● Records for processing
^^^^^^^^

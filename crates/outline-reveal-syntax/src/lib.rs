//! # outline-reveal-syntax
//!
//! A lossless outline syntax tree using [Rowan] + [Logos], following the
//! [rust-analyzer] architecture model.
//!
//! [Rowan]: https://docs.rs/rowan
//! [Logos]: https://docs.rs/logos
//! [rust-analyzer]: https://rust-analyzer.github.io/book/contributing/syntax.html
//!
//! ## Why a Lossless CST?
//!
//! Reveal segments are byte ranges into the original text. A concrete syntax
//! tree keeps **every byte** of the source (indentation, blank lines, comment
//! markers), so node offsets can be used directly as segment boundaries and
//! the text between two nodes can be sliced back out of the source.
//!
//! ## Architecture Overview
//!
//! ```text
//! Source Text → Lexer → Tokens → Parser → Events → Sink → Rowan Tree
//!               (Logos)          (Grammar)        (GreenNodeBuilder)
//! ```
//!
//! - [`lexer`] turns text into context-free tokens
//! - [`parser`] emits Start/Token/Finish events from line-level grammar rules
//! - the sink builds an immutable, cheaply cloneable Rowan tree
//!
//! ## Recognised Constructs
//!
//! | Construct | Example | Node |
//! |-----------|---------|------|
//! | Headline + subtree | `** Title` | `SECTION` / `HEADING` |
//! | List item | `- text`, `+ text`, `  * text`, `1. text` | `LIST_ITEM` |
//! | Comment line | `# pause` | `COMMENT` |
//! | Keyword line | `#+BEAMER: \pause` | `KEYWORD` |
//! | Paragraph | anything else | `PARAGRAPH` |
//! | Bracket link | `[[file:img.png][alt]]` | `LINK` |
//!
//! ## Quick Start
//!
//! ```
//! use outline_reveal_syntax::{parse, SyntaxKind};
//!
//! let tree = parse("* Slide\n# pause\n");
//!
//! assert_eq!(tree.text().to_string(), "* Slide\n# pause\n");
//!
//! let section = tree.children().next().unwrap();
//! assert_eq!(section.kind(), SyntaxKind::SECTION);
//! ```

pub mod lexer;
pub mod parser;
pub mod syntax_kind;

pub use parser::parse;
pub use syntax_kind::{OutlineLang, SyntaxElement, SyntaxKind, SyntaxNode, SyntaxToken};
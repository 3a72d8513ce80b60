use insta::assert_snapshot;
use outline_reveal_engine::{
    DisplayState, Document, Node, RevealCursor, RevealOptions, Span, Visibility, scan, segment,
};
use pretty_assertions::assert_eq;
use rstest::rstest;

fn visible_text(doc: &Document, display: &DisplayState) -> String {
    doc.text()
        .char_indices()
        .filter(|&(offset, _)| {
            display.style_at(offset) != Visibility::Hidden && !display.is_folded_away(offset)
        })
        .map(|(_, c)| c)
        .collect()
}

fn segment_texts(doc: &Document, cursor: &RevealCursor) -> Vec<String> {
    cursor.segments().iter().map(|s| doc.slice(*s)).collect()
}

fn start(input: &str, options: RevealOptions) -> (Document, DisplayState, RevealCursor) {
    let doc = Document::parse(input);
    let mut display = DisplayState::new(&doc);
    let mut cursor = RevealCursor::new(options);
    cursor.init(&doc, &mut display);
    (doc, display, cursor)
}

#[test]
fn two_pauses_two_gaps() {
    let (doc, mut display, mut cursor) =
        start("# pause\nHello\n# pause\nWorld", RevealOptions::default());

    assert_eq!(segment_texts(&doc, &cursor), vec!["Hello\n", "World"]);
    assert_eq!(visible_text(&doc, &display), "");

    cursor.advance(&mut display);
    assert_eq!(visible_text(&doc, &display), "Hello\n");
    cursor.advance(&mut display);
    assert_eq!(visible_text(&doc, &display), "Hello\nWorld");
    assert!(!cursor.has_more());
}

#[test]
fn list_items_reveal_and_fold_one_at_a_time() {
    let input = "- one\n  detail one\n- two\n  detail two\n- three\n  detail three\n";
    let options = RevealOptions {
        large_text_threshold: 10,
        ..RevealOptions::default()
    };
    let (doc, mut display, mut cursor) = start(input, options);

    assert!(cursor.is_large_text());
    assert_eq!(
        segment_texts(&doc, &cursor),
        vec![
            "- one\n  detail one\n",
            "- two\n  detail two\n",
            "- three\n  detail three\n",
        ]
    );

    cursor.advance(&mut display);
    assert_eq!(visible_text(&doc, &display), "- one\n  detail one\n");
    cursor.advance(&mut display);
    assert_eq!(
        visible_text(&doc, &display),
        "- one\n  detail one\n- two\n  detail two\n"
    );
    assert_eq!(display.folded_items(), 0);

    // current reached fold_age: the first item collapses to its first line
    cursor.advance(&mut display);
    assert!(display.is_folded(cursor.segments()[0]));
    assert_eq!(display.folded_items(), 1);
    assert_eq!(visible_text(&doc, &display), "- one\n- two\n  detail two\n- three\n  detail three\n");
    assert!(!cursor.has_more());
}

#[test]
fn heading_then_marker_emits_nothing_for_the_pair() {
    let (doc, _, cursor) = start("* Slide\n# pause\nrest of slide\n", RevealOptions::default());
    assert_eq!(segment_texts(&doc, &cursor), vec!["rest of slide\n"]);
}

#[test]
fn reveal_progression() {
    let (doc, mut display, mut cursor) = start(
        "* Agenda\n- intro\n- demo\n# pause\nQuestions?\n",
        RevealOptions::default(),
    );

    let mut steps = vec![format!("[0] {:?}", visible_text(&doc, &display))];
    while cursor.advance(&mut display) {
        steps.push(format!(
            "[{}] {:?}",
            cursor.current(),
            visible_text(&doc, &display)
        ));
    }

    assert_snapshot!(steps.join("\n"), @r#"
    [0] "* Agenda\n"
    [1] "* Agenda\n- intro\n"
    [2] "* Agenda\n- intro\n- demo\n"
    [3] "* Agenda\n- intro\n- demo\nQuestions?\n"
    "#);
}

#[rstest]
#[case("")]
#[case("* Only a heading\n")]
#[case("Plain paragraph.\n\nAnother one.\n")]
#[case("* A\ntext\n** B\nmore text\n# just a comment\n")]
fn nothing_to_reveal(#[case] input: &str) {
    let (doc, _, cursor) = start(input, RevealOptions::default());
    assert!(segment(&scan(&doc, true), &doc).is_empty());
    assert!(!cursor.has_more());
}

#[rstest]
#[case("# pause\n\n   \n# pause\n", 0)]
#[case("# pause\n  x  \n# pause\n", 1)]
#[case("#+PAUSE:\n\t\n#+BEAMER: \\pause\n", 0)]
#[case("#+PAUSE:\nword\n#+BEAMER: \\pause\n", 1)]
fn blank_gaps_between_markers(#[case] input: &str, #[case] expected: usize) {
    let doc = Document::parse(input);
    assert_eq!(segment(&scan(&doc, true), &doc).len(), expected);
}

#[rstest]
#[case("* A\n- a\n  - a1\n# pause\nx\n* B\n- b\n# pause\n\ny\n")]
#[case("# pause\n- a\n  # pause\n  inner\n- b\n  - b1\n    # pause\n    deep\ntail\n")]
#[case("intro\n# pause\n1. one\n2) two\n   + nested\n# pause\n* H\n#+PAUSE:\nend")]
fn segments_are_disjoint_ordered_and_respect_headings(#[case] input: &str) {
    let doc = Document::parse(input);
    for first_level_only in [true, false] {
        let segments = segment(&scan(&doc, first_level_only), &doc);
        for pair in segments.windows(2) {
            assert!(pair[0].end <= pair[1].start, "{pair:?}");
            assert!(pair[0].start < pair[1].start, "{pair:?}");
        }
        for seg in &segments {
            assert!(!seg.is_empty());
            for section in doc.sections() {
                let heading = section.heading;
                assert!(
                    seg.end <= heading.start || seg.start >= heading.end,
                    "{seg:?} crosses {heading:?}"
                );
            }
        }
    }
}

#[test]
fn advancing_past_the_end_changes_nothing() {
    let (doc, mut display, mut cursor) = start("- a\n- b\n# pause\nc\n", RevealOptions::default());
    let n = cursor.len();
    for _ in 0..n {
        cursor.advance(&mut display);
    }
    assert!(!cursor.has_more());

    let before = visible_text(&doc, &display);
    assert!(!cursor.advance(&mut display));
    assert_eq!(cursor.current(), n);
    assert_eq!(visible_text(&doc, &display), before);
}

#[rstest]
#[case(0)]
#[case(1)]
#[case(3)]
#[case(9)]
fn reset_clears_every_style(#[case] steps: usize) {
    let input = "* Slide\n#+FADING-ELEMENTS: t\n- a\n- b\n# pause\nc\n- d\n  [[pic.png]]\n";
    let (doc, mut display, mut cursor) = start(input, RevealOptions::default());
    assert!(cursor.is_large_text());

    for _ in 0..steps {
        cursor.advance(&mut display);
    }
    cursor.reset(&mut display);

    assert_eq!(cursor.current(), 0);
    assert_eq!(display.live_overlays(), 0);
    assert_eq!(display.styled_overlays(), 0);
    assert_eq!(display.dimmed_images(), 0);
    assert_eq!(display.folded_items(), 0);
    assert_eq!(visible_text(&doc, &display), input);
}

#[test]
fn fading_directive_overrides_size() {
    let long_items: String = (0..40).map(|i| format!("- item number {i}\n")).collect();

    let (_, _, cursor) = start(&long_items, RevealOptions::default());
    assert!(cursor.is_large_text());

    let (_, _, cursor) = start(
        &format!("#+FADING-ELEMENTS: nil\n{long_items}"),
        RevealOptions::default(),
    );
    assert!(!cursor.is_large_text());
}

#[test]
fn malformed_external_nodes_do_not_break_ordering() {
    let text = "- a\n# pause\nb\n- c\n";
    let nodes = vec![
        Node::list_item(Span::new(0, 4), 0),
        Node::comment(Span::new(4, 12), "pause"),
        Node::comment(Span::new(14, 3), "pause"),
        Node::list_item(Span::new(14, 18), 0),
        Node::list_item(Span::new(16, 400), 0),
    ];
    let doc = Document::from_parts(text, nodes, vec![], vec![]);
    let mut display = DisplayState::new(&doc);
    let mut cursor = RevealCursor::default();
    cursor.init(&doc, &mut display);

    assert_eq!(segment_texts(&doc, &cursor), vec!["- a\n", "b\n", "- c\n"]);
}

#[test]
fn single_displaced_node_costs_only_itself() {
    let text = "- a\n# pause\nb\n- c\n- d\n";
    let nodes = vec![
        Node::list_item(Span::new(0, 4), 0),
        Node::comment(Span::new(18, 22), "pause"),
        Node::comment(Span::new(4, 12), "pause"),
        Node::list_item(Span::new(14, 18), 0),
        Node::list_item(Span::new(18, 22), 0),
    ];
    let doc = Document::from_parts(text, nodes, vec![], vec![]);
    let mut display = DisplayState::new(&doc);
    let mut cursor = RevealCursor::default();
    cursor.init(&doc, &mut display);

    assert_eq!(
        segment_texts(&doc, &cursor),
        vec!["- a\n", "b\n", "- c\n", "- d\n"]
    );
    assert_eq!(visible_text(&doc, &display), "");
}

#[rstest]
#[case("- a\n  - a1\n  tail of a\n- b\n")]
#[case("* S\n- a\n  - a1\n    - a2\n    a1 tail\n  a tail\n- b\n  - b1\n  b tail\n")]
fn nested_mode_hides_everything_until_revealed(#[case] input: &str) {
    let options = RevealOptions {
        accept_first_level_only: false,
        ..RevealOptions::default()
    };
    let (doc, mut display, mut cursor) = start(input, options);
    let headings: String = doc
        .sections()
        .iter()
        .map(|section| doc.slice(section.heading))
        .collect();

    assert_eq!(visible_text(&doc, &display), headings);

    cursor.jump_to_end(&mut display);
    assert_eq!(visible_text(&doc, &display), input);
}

^^^^^^^^

● What is needed
Find each line in the material above that carries the string "Logos", and copy it.

● Output for this task
//! A lossless outline syntax tree using [Rowan] + [Logos], following the
//! [Logos]: https://docs.rs/logos
//!               (Logos)          (Grammar)        (GreenNodeBuilder)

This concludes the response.